Artist and teacher Ernest Greenwood was born in Welling, Kent, England on 12 February 1913. He studied at Gravesend School of Art (1927-31), winning a scholarship to the Royal College of Arts, where he trained under William Rothenstein and Gilbert Spencer. He also met there his future wife, artist Eileen Messenger, with whom he staged joint exhibitions from her house in Redcliffe Road, Chelsea. After a further scholarship took him to the British School in Rome for a year, he returned to England in 1935 and studied etching and engraving for a further year at the Royal College under Malcolm Osborne and Robert Austin. During the Second World War he served in the Royal Artillery, and then in the Army Educational Corps, working at the close of the war in the Rehabilitation School in Berlin, where he made a major work, Resurrection, referencing the Holocaust (now in Yad Vashem), and also painted the city in ruins. He held his first solo exhibition at Kensington Art Gallery in 1947.

 

Postwar he became an art teacher at Chislehurst Technical High School for Girls, where he was commissioned to paint 15 murals on wooden panels (later dismantled), on the theme of Christmas and Easter. He went on to become an inspector of art education in schools, first for London County Council (from 1953-66) then Kent LEA, until his retirement in 1973. He exhibited with the Royal Academy and the Royal Institute of Painters in Watercolours and served as President of the Hesketh Hubbard Art Society (1960-65), and President of the Guild of Kent Artists (1966). He was elected a member of the Royal Watercolour Society in 1973, serving as its President from 1976 to 1984. He also travelled extensively as a specialist art lecturer with Swan’s Hellenic Voyages. In 1970 he exhibited with Sir Hugh Casson in Canterbury and in 1989 at Tenterden with John Ward and Ken Howard.
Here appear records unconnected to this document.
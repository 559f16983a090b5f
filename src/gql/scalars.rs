//! Custom scalars and JSON <-> GraphQL value conversion.
//!
//! Rows travel through resolvers as `serde_json::Value`; these helpers move
//! individual cells across the GraphQL boundary.

use async_graphql::dynamic::{Scalar, SchemaBuilder};
use async_graphql::Value as GqlValue;
use serde_json::Value;

/// Scalars the derivation emits beyond the GraphQL built-ins.
const CUSTOM_SCALARS: &[(&str, &str)] = &[
    ("UUID", "String-encoded UUID"),
    ("Datetime", "ISO 8601 timestamp"),
    ("Date", "ISO 8601 calendar date"),
    ("BigInt", "64-bit integer"),
    ("BigFloat", "Arbitrary-precision decimal, transported as a string"),
    ("Cursor", "Opaque pagination cursor"),
    ("JSON", "Unstructured JSON value"),
];

pub fn register(mut schema: SchemaBuilder) -> SchemaBuilder {
    for (name, desc) in CUSTOM_SCALARS {
        schema = schema.register(Scalar::new(*name).description(*desc));
    }
    schema
}

/// Convert a JSON cell to a GraphQL value.
pub fn json_to_gql(v: &Value) -> GqlValue {
    GqlValue::from_json(v.clone()).unwrap_or(GqlValue::Null)
}

/// Convert a GraphQL input value to JSON.
pub fn gql_to_json(v: &GqlValue) -> Value {
    serde_json::to_value(v).unwrap_or(Value::Null)
}
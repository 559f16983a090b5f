//! Dynamic GraphQL schema derived from the resolved entity model.

pub mod mutations;
pub mod scalars;
pub mod tables;

use crate::error::AppError;
use crate::introspect::ResolvedModel;
use async_graphql::dynamic::{Object, Schema};
use sqlx::PgPool;
use std::sync::Arc;

/// Rows fetched per connection when no `first` argument is given.
pub(crate) const DEFAULT_PAGE_SIZE: u32 = 100;

/// Assemble the executable schema for a resolved model: one object, connection,
/// edge, condition and input type set per entity, plus lookup/collection query
/// fields and CRUD mutation fields.
pub fn generate_schema(model: &Arc<ResolvedModel>, pool: &PgPool) -> Result<Schema, AppError> {
    let mut query = Object::new("Query");
    let mut mutation = Object::new("Mutation");
    let mut types = Vec::new();

    for entity in &model.entities {
        tracing::debug!(table = %entity.table_name, type_name = %entity.type_name, "deriving entity types");
        query = tables::register_entity(entity, model, pool, query, &mut types);
        mutation = mutations::register_entity(entity, pool, mutation, &mut types);
    }

    let mut schema = Schema::build("Query", Some("Mutation"), None)
        .register(query)
        .register(mutation)
        .register(tables::page_info_object());
    for ty in types {
        schema = schema.register(ty);
    }
    schema = scalars::register(schema);

    schema
        .finish()
        .map_err(|e| AppError::SchemaBuild(format!("{:?}", e)))
}
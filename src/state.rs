//! Shared application state for all routes. Model and schema are swapped by
//! the catalog watcher so structural changes appear without a restart.

use crate::introspect::ResolvedModel;
use async_graphql::dynamic::Schema;
use sqlx::PgPool;
use std::sync::{Arc, RwLock};

#[derive(Clone)]
pub struct AppState {
    pub pool: PgPool,
    pub model: Arc<RwLock<Arc<ResolvedModel>>>,
    pub schema: Arc<RwLock<Schema>>,
}

impl AppState {
    pub fn new(pool: PgPool, model: Arc<ResolvedModel>, schema: Schema) -> Self {
        AppState {
            pool,
            model: Arc::new(RwLock::new(model)),
            schema: Arc::new(RwLock::new(schema)),
        }
    }

    /// Current executable schema. Schema handles are cheap to clone.
    pub fn schema(&self) -> Schema {
        match self.schema.read() {
            Ok(guard) => guard.clone(),
            Err(poisoned) => poisoned.into_inner().clone(),
        }
    }

    /// Current resolved model.
    pub fn model(&self) -> Arc<ResolvedModel> {
        match self.model.read() {
            Ok(guard) => guard.clone(),
            Err(poisoned) => poisoned.into_inner().clone(),
        }
    }

    pub(crate) fn install(&self, model: Arc<ResolvedModel>, schema: Schema) {
        match self.model.write() {
            Ok(mut guard) => *guard = model,
            Err(poisoned) => *poisoned.into_inner() = model,
        }
        match self.schema.write() {
            Ok(mut guard) => *guard = schema,
            Err(poisoned) => *poisoned.into_inner() = schema,
        }
    }
}
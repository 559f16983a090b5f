//! Derivation checks that need no database: inflection, resolved naming,
//! relation fields, and SQL construction.

use autograph::case::{pluralize, singularize, to_camel_case, to_pascal_case, to_snake_case};
use autograph::introspect::{
    resolve, Catalog, ColumnRow, ForeignKeyRow, PrimaryKeyRow, RelationDirection, TableRow,
};
use autograph::sql;
use serde_json::json;

fn column(table: &str, name: &str, udt: &str, position: i32) -> ColumnRow {
    ColumnRow {
        table_name: table.to_string(),
        column_name: name.to_string(),
        udt_name: udt.to_string(),
        data_type: "base".to_string(),
        nullable: false,
        has_default: false,
        ordinal_position: position,
    }
}

fn fixture_catalog() -> Catalog {
    Catalog {
        schema: "public".to_string(),
        tables: vec![
            TableRow { table_name: "facilities".to_string() },
            TableRow { table_name: "locations".to_string() },
            TableRow { table_name: "user_facilities".to_string() },
            TableRow { table_name: "users".to_string() },
        ],
        columns: vec![
            column("facilities", "id", "uuid", 1),
            column("facilities", "name", "text", 2),
            column("locations", "id", "uuid", 1),
            column("locations", "facility_id", "uuid", 2),
            column("locations", "state", "text", 3),
            column("user_facilities", "id", "uuid", 1),
            column("user_facilities", "user_id", "uuid", 2),
            column("user_facilities", "facility_id", "uuid", 3),
            column("users", "id", "uuid", 1),
            column("users", "first_name", "text", 2),
        ],
        primary_keys: vec![
            PrimaryKeyRow {
                table_name: "facilities".to_string(),
                column_name: "id".to_string(),
                ordinal_position: 1,
            },
            PrimaryKeyRow {
                table_name: "locations".to_string(),
                column_name: "id".to_string(),
                ordinal_position: 1,
            },
            PrimaryKeyRow {
                table_name: "user_facilities".to_string(),
                column_name: "id".to_string(),
                ordinal_position: 1,
            },
            PrimaryKeyRow {
                table_name: "users".to_string(),
                column_name: "id".to_string(),
                ordinal_position: 1,
            },
        ],
        foreign_keys: vec![
            ForeignKeyRow {
                constraint_name: "locations_facility_id_fkey".to_string(),
                child_table: "locations".to_string(),
                child_column: "facility_id".to_string(),
                parent_table: "facilities".to_string(),
                parent_column: "id".to_string(),
            },
            ForeignKeyRow {
                constraint_name: "user_facilities_user_id_fkey".to_string(),
                child_table: "user_facilities".to_string(),
                child_column: "user_id".to_string(),
                parent_table: "users".to_string(),
                parent_column: "id".to_string(),
            },
            ForeignKeyRow {
                constraint_name: "user_facilities_facility_id_fkey".to_string(),
                child_table: "user_facilities".to_string(),
                child_column: "facility_id".to_string(),
                parent_table: "facilities".to_string(),
                parent_column: "id".to_string(),
            },
        ],
    }
}

#[test]
fn inflection_round_trips() {
    assert_eq!(to_camel_case("first_name"), "firstName");
    assert_eq!(to_snake_case("firstName"), "first_name");
    assert_eq!(to_pascal_case("user_facilities"), "UserFacilities");
    assert_eq!(singularize("users"), "user");
    assert_eq!(singularize("facilities"), "facility");
    assert_eq!(singularize("user_facilities"), "user_facility");
    assert_eq!(singularize("addresses"), "address");
    assert_eq!(pluralize("facility"), "facilities");
    assert_eq!(pluralize("user"), "users");
}

#[test]
fn resolve_derives_lookup_and_collection_names() {
    let model = resolve(&fixture_catalog()).expect("fixture resolves");

    let users = model.entity("users").expect("users entity");
    assert_eq!(users.type_name, "User");
    assert_eq!(users.row_field, "userById");
    assert_eq!(users.all_field, "allUsers");
    assert_eq!(users.connection_type(), "UsersConnection");

    let junction = model.entity("user_facilities").expect("junction entity");
    assert_eq!(junction.type_name, "UserFacility");
    assert_eq!(junction.all_field, "allUserFacilities");
    assert_eq!(junction.connection_type(), "UserFacilitiesConnection");

    let first_name = users.column("first_name").expect("first_name column");
    assert_eq!(first_name.field_name, "firstName");
}

#[test]
fn resolve_derives_relation_fields_in_both_directions() {
    let model = resolve(&fixture_catalog()).expect("fixture resolves");

    let users = model.entity("users").expect("users entity");
    let to_many = users
        .relations
        .iter()
        .find(|r| r.field_name == "userFacilitiesByUserId")
        .expect("to_many relation on users");
    assert_eq!(to_many.direction, RelationDirection::ToMany);
    assert_eq!(to_many.related_table, "user_facilities");
    assert_eq!(to_many.our_key_column, "id");
    assert_eq!(to_many.their_key_column, "user_id");

    let junction = model.entity("user_facilities").expect("junction entity");
    let to_one = junction
        .relations
        .iter()
        .find(|r| r.field_name == "facilityByFacilityId")
        .expect("to_one relation on junction");
    assert_eq!(to_one.direction, RelationDirection::ToOne);
    assert_eq!(to_one.related_table, "facilities");

    let facilities = model.entity("facilities").expect("facilities entity");
    assert!(facilities
        .relations
        .iter()
        .any(|r| r.field_name == "locationsByFacilityId"));
}

#[test]
fn select_builders_quote_and_parameterize() {
    let model = resolve(&fixture_catalog()).expect("fixture resolves");
    let locations = model.entity("locations").expect("locations entity");

    let q = sql::select_by_pk(locations, &json!("9c7e3a52-1b6c-4d7a-8e0f-3b2a6c1d9e01"));
    assert_eq!(
        q.sql,
        "SELECT \"id\", \"facility_id\", \"state\" FROM \"public\".\"locations\" WHERE \"id\" = $1::uuid"
    );
    assert_eq!(q.params.len(), 1);

    let filters = vec![("state".to_string(), json!("CA"))];
    let q = sql::select_connection(locations, &filters, 10, 0);
    assert!(q.sql.contains("WHERE \"state\" = $1::text"), "sql: {}", q.sql);
    assert!(q.sql.ends_with("ORDER BY \"id\" LIMIT 10 OFFSET 0"), "sql: {}", q.sql);

    let q = sql::count(locations, &filters);
    assert_eq!(
        q.sql,
        "SELECT COUNT(*) AS count FROM \"public\".\"locations\" WHERE \"state\" = $1::text"
    );

    // Unknown filter columns are ignored rather than interpolated.
    let bogus = vec![("not_a_column".to_string(), json!("x"))];
    let q = sql::select_connection(locations, &bogus, 10, 0);
    assert!(!q.sql.contains("not_a_column"));
    assert!(q.params.is_empty());
}

#[test]
fn mutation_builders_respect_defaults_and_pk() {
    let model = resolve(&fixture_catalog()).expect("fixture resolves");
    let users = model.entity("users").expect("users entity");

    let mut input = std::collections::HashMap::new();
    input.insert("id".to_string(), json!("d6fbc5cf-8c87-442c-9bb9-cfaf4926fe01"));
    input.insert("first_name".to_string(), json!("John"));
    let q = sql::insert(users, &input);
    assert!(q.sql.starts_with("INSERT INTO \"public\".\"users\""), "sql: {}", q.sql);
    assert!(q.sql.contains("RETURNING"), "sql: {}", q.sql);
    assert_eq!(q.params.len(), 2);

    let mut patch = std::collections::HashMap::new();
    patch.insert("first_name".to_string(), json!("Johnny"));
    let q = sql::update_by_pk(users, &json!("d6fbc5cf-8c87-442c-9bb9-cfaf4926fe01"), &patch);
    assert!(q.sql.contains("SET \"first_name\" = $1::text"), "sql: {}", q.sql);
    assert!(q.sql.contains("WHERE \"id\" = $2::uuid"), "sql: {}", q.sql);

    let q = sql::delete_by_pk(users, &json!("d6fbc5cf-8c87-442c-9bb9-cfaf4926fe01"));
    assert!(q.sql.starts_with("DELETE FROM \"public\".\"users\""), "sql: {}", q.sql);
    assert_eq!(q.params.len(), 1);
}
Retrospectives were held at the New Metropole Arts Centre, Folkestone in 1972 and County Hall, Maidstone, Kent in 1997.

 

Ernest Greenwood died in Broad Street, Maidstone, Kent, England on 17 May 2009. His work is represented in the Ben Uri Collection, the Central Library, Bromley, Harlow Art Trust: Basildon Arts Trust Collection, and the Royal Watercolour Society in the UK, and in Yad Vashem in Israel.